The current study describes the seed morpho-anatomy of both Lomandra species and determines methods for elevating seed germination to enable a more cost-efficient use of these seeds in seed-based restoration projects and ornamental plant production. Thus, the objectives were to (1) identify relationships between germination, seed fill and seed morpho-anatomical structures (embryo and seed size); and (2) develop methods to speed up the rate and increase the final seed germination by investigating chemical and mechanical seed treatments to overcome possible PD at optimum alternating temperatures in light or dark conditions. This information will provide an understanding of the dormancy mechanisms that are preventing germination and will help in developing improved seed germination protocols for L. longifolia and L. hystrix. Improved germination would also lead to increased use of these highly beneficial species in land regeneration projects and reduce the costs associated with seed wastage.

2. Materials and Methods

2.1. Seed Lots

Lomandra longifolia and L. hystrix seeds were obtained from a commercial seed supplier (Native Seeds and Land Repair, Maleny, QLD, Australia). Lomandra longifolia seeds were collected from the suburb of Redlands, part of the Brisbane metropolitan area in south-east Queensland during December 2017, while L. hystrix seeds were collected from the suburb of Caloundra, Sunshine Coast Region in south-east Queensland during January 2017. Both seed batches had >90% viability as determined by the supplier. After delivery, seeds were stored in a seed storage cabinet at 15 ± 1 °C temperature and 15 ± 3% relative humidity until used. Seed age was 16 months for L. longifolia and 27 months for L. hystrix when used.

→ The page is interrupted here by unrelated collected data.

use chrono::Utc;
use serde_json::json;
use std::sync::Arc;

use crate::models::entity::{Entity, FailedAttempt, Registration};
use crate::models::event::audit;
use crate::models::job::{JobUpdate, VerificationJobState, VerificationJobStatus};
use crate::services::entity_store::{AuditSink, EntityStore, StoreError};
use crate::services::job_state::{JobError, JobStateStore};
use crate::services::registry;

pub const REASON_ENTITY_NOT_FOUND: &str = "Entity not found";
pub const REASON_SERVICE_ERROR: &str = "Verification service error";
pub const REASON_UNEXPECTED: &str = "Unexpected error during verification";

/// Outcome of checking a single registration.
#[derive(Debug, Clone, PartialEq)]
pub enum RegistrationCheck {
    Verified(String),
    Invalid {
        registration_type: String,
        reason: String,
    },
    ServiceError(String),
}

#[derive(Debug, thiserror::Error)]
enum RunError {
    #[error(transparent)]
    Store(#[from] StoreError),

    #[error(transparent)]
    Job(#[from] JobError),
}

/// Drives a job from PENDING_VERIFICATION to a terminal state.
pub struct VerificationOrchestrator {
    jobs: JobStateStore,
    entities: Arc<dyn EntityStore>,
    audit: Arc<dyn AuditSink>,
}

impl VerificationOrchestrator {
    pub fn new(jobs: JobStateStore, entities: Arc<dyn EntityStore>, audit: Arc<dyn AuditSink>) -> Self {
        Self {
            jobs,
            entities,
            audit,
        }
    }

    pub fn jobs(&self) -> &JobStateStore {
        &self.jobs
    }

    /// Validate every registration of the entity, in stored order, stopping
    /// at the first failure.
    ///
    /// Returns `Ok(None)` when the job no longer exists. Every other failure
    /// ends in a VERIFICATION_FAILED state, except a lost write race
    /// (`ConcurrentModification` / `TerminalState`), which is returned as an
    /// error so the other writer's state is left alone.
    pub async fn verify_entity_registrations(
        &self,
        entity_id: &str,
    ) -> Result<Option<VerificationJobState>, JobError> {
        let started = self
            .jobs
            .update(
                entity_id,
                &JobUpdate::status(VerificationJobStatus::VerifyingRegistrations),
            )
            .await?;
        let Some(started) = started else {
            tracing::error!(entity_id = %entity_id, "Cannot update state to verifying");
            return Ok(None);
        };

        let result = match self.run(entity_id).await {
            Ok(state) => state,
            Err(RunError::Job(e @ (JobError::ConcurrentModification { .. } | JobError::TerminalState(_)))) => {
                return Err(e);
            }
            Err(e) => {
                tracing::error!(entity_id = %entity_id, error = %e, "Unexpected error in entity verification");
                Some(self.fail_unexpectedly(entity_id, &started).await)
            }
        };

        if let Some(ref state) = result {
            metrics::counter!(
                "entity_verification_jobs_completed_total",
                "status" => state.status.to_string()
            )
            .increment(1);
            tracing::info!(
                entity_id = %entity_id,
                status = %state.status,
                verified_count = state.verified_registrations.len(),
                "Entity verification completed"
            );
        }

        Ok(result)
    }

    async fn run(&self, entity_id: &str) -> Result<Option<VerificationJobState>, RunError> {
        let Some(entity) = self.entities.find_entity_with_registrations(entity_id).await? else {
            tracing::warn!(entity_id = %entity_id, "Entity not found for verification");
            let state = self
                .jobs
                .update(entity_id, &JobUpdate::failed(REASON_ENTITY_NOT_FOUND, Utc::now()))
                .await?;
            return Ok(state);
        };

        let mut verified = Vec::new();
        let mut failure = None;

        for registration in &entity.registrations {
            match self.check_registration(&entity, registration).await {
                RegistrationCheck::Verified(registration_type) => verified.push(registration_type),
                RegistrationCheck::Invalid { reason, .. } | RegistrationCheck::ServiceError(reason) => {
                    failure = Some(reason);
                    break;
                }
            }
        }

        match failure {
            Some(reason) => {
                let update = JobUpdate::failed(reason.clone(), Utc::now())
                    .with_verified_registrations(verified);
                let state = self.jobs.update(entity_id, &update).await?;

                self.record_audit(
                    audit::VERIFICATION_FAILED,
                    &entity,
                    json!({ "entityId": entity_id, "reason": reason }),
                )
                .await;
                Ok(state)
            }
            None => {
                self.entities.mark_entity_verified(entity_id).await?;

                let update = JobUpdate::succeeded(verified.clone(), Utc::now());
                let state = self.jobs.update(entity_id, &update).await?;

                self.record_audit(
                    audit::VERIFICATION_SUCCESS,
                    &entity,
                    json!({ "entityId": entity_id, "verifiedRegistrations": verified }),
                )
                .await;
                Ok(state)
            }
        }
    }

    /// Validate one registration and record the outcome in the entity store.
    pub async fn check_registration(&self, entity: &Entity, registration: &Registration) -> RegistrationCheck {
        let registration_type = &registration.registration_type;

        // Only validators with a checksum can vouch for a registration.
        let accepted = registry::find_validator(&entity.country, registration_type)
            .is_some_and(|v| v.has_checksum() && v.validate(&registration.value));

        if accepted {
            return match self.entities.mark_registration_verified(&registration.id).await {
                Ok(()) => {
                    tracing::debug!(
                        entity_id = %entity.id,
                        registration_type = %registration_type,
                        "Registration verified"
                    );
                    RegistrationCheck::Verified(registration_type.clone())
                }
                Err(e) => self.service_error(entity, registration, e),
            };
        }

        let reason = format!("Invalid {registration_type} format");
        let attempt = FailedAttempt {
            registration_id: registration.id.clone(),
            country: entity.country.clone(),
            registration_type: registration_type.clone(),
            value: registration.value.clone(),
            reason: reason.clone(),
        };

        match self.entities.mark_registration_failed(entity, &attempt).await {
            Ok(()) => {
                tracing::info!(
                    entity_id = %entity.id,
                    registration_type = %registration_type,
                    "Registration failed validation"
                );
                RegistrationCheck::Invalid {
                    registration_type: registration_type.clone(),
                    reason,
                }
            }
            Err(e) => self.service_error(entity, registration, e),
        }
    }

    fn service_error(&self, entity: &Entity, registration: &Registration, error: StoreError) -> RegistrationCheck {
        tracing::error!(
            entity_id = %entity.id,
            registration_type = %registration.registration_type,
            error = %error,
            "Error verifying registration"
        );
        RegistrationCheck::ServiceError(REASON_SERVICE_ERROR.to_string())
    }

    /// Persist the unexpected-error failure if possible; otherwise return the
    /// failed state built from the last known one.
    async fn fail_unexpectedly(&self, entity_id: &str, last_known: &VerificationJobState) -> VerificationJobState {
        let update = JobUpdate::failed(REASON_UNEXPECTED, Utc::now());
        match self.jobs.update(entity_id, &update).await {
            Ok(Some(state)) => return state,
            Ok(None) => {
                tracing::warn!(entity_id = %entity_id, "Job vanished while recording failure");
            }
            Err(e) => {
                tracing::error!(entity_id = %entity_id, error = %e, "Failed to record verification failure");
            }
        }

        let mut failed = last_known.clone();
        failed.status = VerificationJobStatus::VerificationFailed;
        failed.failure_reason = Some(REASON_UNEXPECTED.to_string());
        failed.completed_at = update.completed_at;
        failed
    }

    /// Escalate a non-terminal job to MANUAL_REVIEW and open a review case.
    ///
    /// Review case creation is best-effort; its failure does not undo the
    /// transition.
    pub async fn mark_for_manual_review(
        &self,
        entity_id: &str,
        reason: &str,
    ) -> Result<Option<VerificationJobState>, JobError> {
        let state = self
            .jobs
            .update(entity_id, &JobUpdate::manual_review(reason, Utc::now()))
            .await?;

        if state.is_some() {
            match self.audit.create_manual_review_case(entity_id, reason).await {
                Ok(()) => {
                    tracing::info!(entity_id = %entity_id, reason = %reason, "Manual review case created for entity");
                }
                Err(e) => {
                    tracing::error!(entity_id = %entity_id, error = %e, "Error creating manual review case");
                }
            }
        }

        Ok(state)
    }

    async fn record_audit(&self, event_type: &str, entity: &Entity, details: serde_json::Value) {
        if let Err(e) = self.audit.record_event(event_type, &entity.id, details).await {
            tracing::error!(
                entity_id = %entity.id,
                event_type = %event_type,
                error = %e,
                "Failed to record audit event"
            );
        }
    }
}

2.2. Seed Fill, Weight and Morpho-Anatomy

Seeds of both species were examined by using an X-ray machine (Faxitron MX-20 Imaging system, Lincolnshire, IL, USA) to determine seed fill percentage. Seed samples (5 replicates of 25 seeds per species) were exposed to 18 Kv of X-ray tube voltage for 20 s and images were captured using Bioptics software (Olympus, Tokyo, Japan) at 2× magnification of resolution. The percentage of filled seeds was determined by counting the number of seeds that had a full-sized endosperm and embryo. Filled seeds had a white color, and damaged or unfilled seeds were indicated by black areas inside the seed. The percentage of filled, partially filled (seeds with parts of their endosperm and/or embryo missing) and unfilled seed was determined. Partly filled and unfilled seeds were considered non-viable. Filled seeds with intact and healthy-looking embryos were considered viable. To determine the 100-seed mean weight, 5 samples of 100 seed from each species were randomly selected and weighed.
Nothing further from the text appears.